It’s a little funny that we celebrate the annual chance to start over. As if there was only one time each year that we were allowed to reflect or begin something new. As if exercise didn’t count unless the routine began on January 1. As if one large decision could totally change us if there isn’t effort throughout the year. As if the first day of 2015 was the answer.
I’ve been thinking a lot about labels recently. The titles that we affix to ourselves or others depending on very strange qualifications. How if you like sports, you’re a “jock” and fit into the “jock” mold. And jocks are dumb and overly macho and uncreative. How if we play video games, we’re a “gamer” and we fit the “gamer” mold. And gamers are clever and can’t grow good facial hair and they’re smarter than you. Oh, and they’re always guys. Can’t have girls involved. Where you’re from defines you. What you look like defines you.
Molds can’t be broken. Labels can’t be removed.
I wonder what labels are affixed to me. What molds I am supposed to fit into. A white Christian from the South. That’s a lot to carry in the eyes of others, like my friend who joked about the Union beating the Confederacy after a football game where Ohio State beat Alabama. It was a joke, but it was about so many biases that it successfully satirized basically every problem we have with each other. I’m probably supposed to be uneducated and angrily judgmental of everyone because of my beliefs or my skin tone. Same as how we force molds onto any skin tone we find. “Stereotypes are stereotypes for a reason” but why are we required to willingly see things that way? We forget that the Samaritan helping the injured Jewish man on the side of the road was a highly offensive thing to talk about. People with differences weren’t supposed to get along. It wasn’t about somebody being nice and helpful when other people weren’t. It was about a man taking every social belief that people held about him and shattering them. It’s not ironic that Jesus tells the story to a group of listeners who held a cultural belief that they were better than the Samaritan. It’s ironic that that we take that lesson and lose it in the midst of a battle of labels.
There’s a stupid lesson that we often hear in movies that is true but hidden in a fog of indignation. The world will tell you who you should be. It doesn’t have to be that way. Not that you should angrily fight to find your importance in all the things that you do. Rather, you should understand that you are important solely because you exist, then act out of that. You are not defined by what you do any more than you are defined by the labels mistakenly thrown on you by the world.
The world tells me who I should be because I am a white Southern Christian. The world doesn’t like the fact that I enjoy blasting loud rap music and that Motown speaks deeply to my soul, not to mention the amount of flat bill hats I own. The people who look down on me because of where I hail from don’t like the fact that I’m literate enough to write blog posts and I actually collect shoes more often than barefoot. I’m The Christian culture I find myself dealing with at work doesn’t like the fact that I still prefer singing old hymns and that I honestly don’t know who Kristin Stanfield is. The world tells me who I should be. I reply with who I am.

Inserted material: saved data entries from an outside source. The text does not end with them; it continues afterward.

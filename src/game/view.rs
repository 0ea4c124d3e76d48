use super::*;
use crate::Graph;
use crate::Node;

/// Read-only projection of a [`State`].
///
/// This is all a strategy ever sees: topology, current labels, history.
/// It borrows the state for the duration of one call, so it can never drift
/// out of sync with conversions the engine applies between turns.
#[derive(Debug, Clone, Copy)]
pub struct View<'a> {
    state: &'a State,
}

impl<'a> From<&'a State> for View<'a> {
    fn from(state: &'a State) -> Self {
        Self { state }
    }
}

impl<'a> View<'a> {
    pub fn graph(&self) -> &'a Graph {
        self.state.graph()
    }
    pub fn node_count(&self) -> usize {
        self.state.graph().node_count()
    }
    pub fn nodes(&self) -> std::ops::Range<Node> {
        self.state.graph().nodes()
    }
    pub fn neighbors(&self, node: Node) -> Vec<Node> {
        self.state.graph().neighbors(node)
    }
    pub fn label(&self, node: Node) -> Label {
        self.state.label(node)
    }
    pub fn labels(&self) -> &'a [Label] {
        self.state.labels()
    }
    pub fn history(&self) -> &'a [Record] {
        self.state.history()
    }
    pub fn counts(&self) -> Vec<usize> {
        self.state.counts()
    }
    /// Neighbours of `node` whose label differs from `label`, ascending.
    pub fn foreign(&self, node: Node, label: Label) -> Vec<Node> {
        self.neighbors(node)
            .into_iter()
            .filter(|&n| self.label(n) != label)
            .collect()
    }
}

It’s silly that we want to start over annually. The rolling over of a new year is nothing more than a change in numbers. The internal change we all crave doesn’t come from the earth’s orbit. It’s got to come from becoming who we actually are, not who we are told to be.
While I admit that a large amount of my life is spent handling this bizarre quasi-chip on my shoulder that I hold about many things, righteous indignation can’t be the force of change. Maybe it’s noteworthy that when Jesus talked about politics, he said “Give to Caesar what is Caesar’s” and not much else. Maybe it’s noteworthy that because I hate social media culture, that I resisted buying into it to the point of hurting my creative productivity. But maybe using the term “creative” to label somebody is a stupid thing to do. The world tells me that publishing a blog post on a Saturday is a traffic killing move. Maybe traffic is a stupid thing to believe in.
We live in that complication. In the paradox of a world of labels being the easy way to describe things but also being the hardest way to live.
So maybe 2015 arriving is actually a big deal, but it really doesn’t mean anything so long as we continue to buy into the world of labels. As long as I buy into it. As long as we’re defined by the way people view us. As long as we define people the way we want to view them.
Let’s break the mold. Let’s remove the labels.